(Exercise material begins)
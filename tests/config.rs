use marimo_guard::{
    config::{Config, parse_bool},
    error::GuardError,
    probe::PhaseId,
};
use std::collections::HashMap;
use std::time::Duration;

#[test]
fn parse_example_config() {
    let raw = include_str!("../marimo-guard.example.toml");
    let cfg = Config::parse(raw).expect("parse TOML");
    cfg.validate().expect("example config is valid");
    assert_eq!(cfg.guard_loop.max_iters, 3);
    assert!(!cfg.mcp.url.is_empty());
}

#[test]
fn namespaced_table_is_unwrapped() {
    let cfg = Config::parse("[marimo_guard.check]\nstrict = true\ntimeout_seconds = 9\n").unwrap();
    assert!(cfg.check.strict);
    assert_eq!(
        cfg.phase_config(PhaseId::Check).timeout,
        Duration::from_secs(9)
    );
    // Untouched sections keep their defaults.
    assert_eq!(cfg.ui.dom_samples, 3);
}

#[test]
fn env_overrides_file_values() {
    let mut cfg = Config::parse("[mcp]\nurl = \"http://file:1/mcp/server\"\n[ui]\nstrict = false\n").unwrap();
    let env: HashMap<&str, &str> = HashMap::from([
        ("MARIMO_GUARD_UI_STRICT", "yes"),
        ("MARIMO_GUARD_MCP_URL", "http://env:2/mcp/server"),
        ("MARIMO_GUARD_FAIL_ON_WARN", "maybe"),
        ("MARIMO_GUARD_UI_PORT", "2800"),
    ]);
    cfg.apply_env(|k| env.get(k).map(|v| v.to_string()));

    assert!(cfg.ui.strict);
    assert!(cfg.ui.enabled);
    assert_eq!(cfg.ui.port, Some(2800));
    assert_eq!(cfg.mcp.url, "http://env:2/mcp/server");
    // Unparseable values leave the setting alone.
    assert!(!cfg.check.strict);
}

#[test]
fn invalid_values_are_rejected_before_running() {
    let cfg = Config::parse("[smoke]\ntimeout_seconds = 0\n").unwrap();
    let err = cfg.validate().unwrap_err();
    assert!(matches!(err, GuardError::ConfigInvalid(_)));
    assert_eq!(err.exit_code(), 2);

    let cfg = Config::parse("[guard_loop]\nmax_iters = 0\n").unwrap();
    assert!(cfg.validate().is_err());
}

#[test]
fn bool_parsing_accepts_common_spellings() {
    for t in ["1", "true", "YES", " on "] {
        assert_eq!(parse_bool(t), Some(true));
    }
    for f in ["0", "False", "no", "off"] {
        assert_eq!(parse_bool(f), Some(false));
    }
    assert_eq!(parse_bool("sometimes"), None);
}
use marimo_guard::{
    pipeline::PhaseOutcome,
    probe::{PhaseConfig, PhaseId, ProbeResult, Status},
    report::{Report, RunMeta, SCHEMA_VERSION, SelfTestInput, aggregate, report_path},
    selftest::SelfTest,
};
use std::path::Path;
use std::time::Duration;

#[test]
fn persisted_report_reads_back_identically() {
    let outcomes = vec![
        PhaseOutcome {
            phase: PhaseId::Check,
            config: PhaseConfig::new(true, false, Duration::from_secs(60)),
            result: ProbeResult::pass().with_metric("rc", 0.0),
            duration: Duration::from_millis(120),
        },
        PhaseOutcome {
            phase: PhaseId::Ui,
            config: PhaseConfig::new(true, true, Duration::from_secs(20)),
            result: ProbeResult::new(Status::Warn)
                .with_message("console error: boom")
                .with_artifact("screenshot", "logs/guard_ui_demo.png"),
            duration: Duration::from_millis(900),
        },
    ];
    let report = aggregate(
        outcomes,
        SelfTestInput::Present(SelfTest {
            ok: true,
            errors: vec![],
        }),
        true,
        RunMeta {
            notebook: Some("demo.py".into()),
            generated_at: Some("2026-01-01T00:00:00Z".into()),
            ..RunMeta::default()
        },
    )
    .unwrap();

    let dir = tempfile::tempdir().unwrap();
    let path = report_path(&dir.path().join("logs"), Path::new("notes/demo.py"));
    assert!(path.ends_with("logs/marimo_guard_demo.json"));
    report.write(&path).unwrap();
    let back = Report::read(&path).unwrap();

    assert_eq!(back.schema_version, SCHEMA_VERSION);
    assert_eq!(back.ok, report.ok);
    assert!(!back.ok);
    for phase in PhaseId::CANONICAL {
        assert_eq!(back.phase(phase).status, report.phase(phase).status, "{phase}");
    }
    assert_eq!(back, report);
}

#[test]
fn unknown_fields_are_ignored_on_read() {
    let dir = tempfile::tempdir().unwrap();
    let path = dir.path().join("r.json");
    std::fs::write(
        &path,
        r#"{"schema_version":"1.1","ok":true,"warnings":[],"future_field":{"x":1},
            "check":{"status":"pass","new_metric_kind":[1,2]}}"#,
    )
    .unwrap();
    let r = Report::read(&path).unwrap();
    assert!(r.ok);
    assert_eq!(r.check.status, Status::Pass);
    assert_eq!(r.run.status, Status::Skipped);
}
(Exercise material ends)
Each line of the material should be echoed exactly.

■ **Solved problem**
filename tests/config.rs
use marimo_guard::{
    config::{Config, parse_bool},
    error::GuardError,
    probe::PhaseId,
};
use std::collections::HashMap;
use std::time::Duration;

#[test]
fn parse_example_config() {
    let raw = include_str!("../marimo-guard.example.toml");
    let cfg = Config::parse(raw).expect("parse TOML");
    cfg.validate().expect("example config is valid");
    assert_eq!(cfg.guard_loop.max_iters, 3);
    assert!(!cfg.mcp.url.is_empty());
}

#[test]
fn namespaced_table_is_unwrapped() {
    let cfg = Config::parse("[marimo_guard.check]\nstrict = true\ntimeout_seconds = 9\n").unwrap();
    assert!(cfg.check.strict);
    assert_eq!(
        cfg.phase_config(PhaseId::Check).timeout,
        Duration::from_secs(9)
    );
    // Untouched sections keep their defaults.
    assert_eq!(cfg.ui.dom_samples, 3);
}

#[test]
fn env_overrides_file_values() {
    let mut cfg = Config::parse("[mcp]\nurl = \"http://file:1/mcp/server\"\n[ui]\nstrict = false\n").unwrap();
    let env: HashMap<&str, &str> = HashMap::from([
        ("MARIMO_GUARD_UI_STRICT", "yes"),
        ("MARIMO_GUARD_MCP_URL", "http://env:2/mcp/server"),
        ("MARIMO_GUARD_FAIL_ON_WARN", "maybe"),
        ("MARIMO_GUARD_UI_PORT", "2800"),
    ]);
    cfg.apply_env(|k| env.get(k).map(|v| v.to_string()));

    assert!(cfg.ui.strict);
    assert!(cfg.ui.enabled);
    assert_eq!(cfg.ui.port, Some(2800));
    assert_eq!(cfg.mcp.url, "http://env:2/mcp/server");
    // Unparseable values leave the setting alone.
    assert!(!cfg.check.strict);
}

#[test]
fn invalid_values_are_rejected_before_running() {
    let cfg = Config::parse("[smoke]\ntimeout_seconds = 0\n").unwrap();
    let err = cfg.validate().unwrap_err();
    assert!(matches!(err, GuardError::ConfigInvalid(_)));
    assert_eq!(err.exit_code(), 2);

    let cfg = Config::parse("[guard_loop]\nmax_iters = 0\n").unwrap();
    assert!(cfg.validate().is_err());
}

#[test]
fn bool_parsing_accepts_common_spellings() {
    for t in ["1", "true", "YES", " on "] {
        assert_eq!(parse_bool(t), Some(true));
    }
    for f in ["0", "False", "no", "off"] {
        assert_eq!(parse_bool(f), Some(false));
    }
    assert_eq!(parse_bool("sometimes"), None);
}
use marimo_guard::{
    pipeline::PhaseOutcome,
    probe::{PhaseConfig, PhaseId, ProbeResult, Status},
    report::{Report, RunMeta, SCHEMA_VERSION, SelfTestInput, aggregate, report_path},
    selftest::SelfTest,
};
use std::path::Path;
use std::time::Duration;

#[test]
fn persisted_report_reads_back_identically() {
    let outcomes = vec![
        PhaseOutcome {
            phase: PhaseId::Check,
            config: PhaseConfig::new(true, false, Duration::from_secs(60)),
            result: ProbeResult::pass().with_metric("rc", 0.0),
            duration: Duration::from_millis(120),
        },
        PhaseOutcome {
            phase: PhaseId::Ui,
            config: PhaseConfig::new(true, true, Duration::from_secs(20)),
            result: ProbeResult::new(Status::Warn)
                .with_message("console error: boom")
                .with_artifact("screenshot", "logs/guard_ui_demo.png"),
            duration: Duration::from_millis(900),
        },
    ];
    let report = aggregate(
        outcomes,
        SelfTestInput::Present(SelfTest {
            ok: true,
            errors: vec![],
        }),
        true,
        RunMeta {
            notebook: Some("demo.py".into()),
            generated_at: Some("2026-01-01T00:00:00Z".into()),
            ..RunMeta::default()
        },
    )
    .unwrap();

    let dir = tempfile::tempdir().unwrap();
    let path = report_path(&dir.path().join("logs"), Path::new("notes/demo.py"));
    assert!(path.ends_with("logs/marimo_guard_demo.json"));
    report.write(&path).unwrap();
    let back = Report::read(&path).unwrap();

    assert_eq!(back.schema_version, SCHEMA_VERSION);
    assert_eq!(back.ok, report.ok);
    assert!(!back.ok);
    for phase in PhaseId::CANONICAL {
        assert_eq!(back.phase(phase).status, report.phase(phase).status, "{phase}");
    }
    assert_eq!(back, report);
}

#[test]
fn unknown_fields_are_ignored_on_read() {
    let dir = tempfile::tempdir().unwrap();
    let path = dir.path().join("r.json");
    std::fs::write(
        &path,
        r#"{"schema_version":"1.1","ok":true,"warnings":[],"future_field":{"x":1},
            "check":{"status":"pass","new_metric_kind":[1,2]}}"#,
    )
    .unwrap();
    let r = Report::read(&path).unwrap();
    assert!(r.ok);
    assert_eq!(r.check.status, Status::Pass);
    assert_eq!(r.run.status, Status::Skipped);
}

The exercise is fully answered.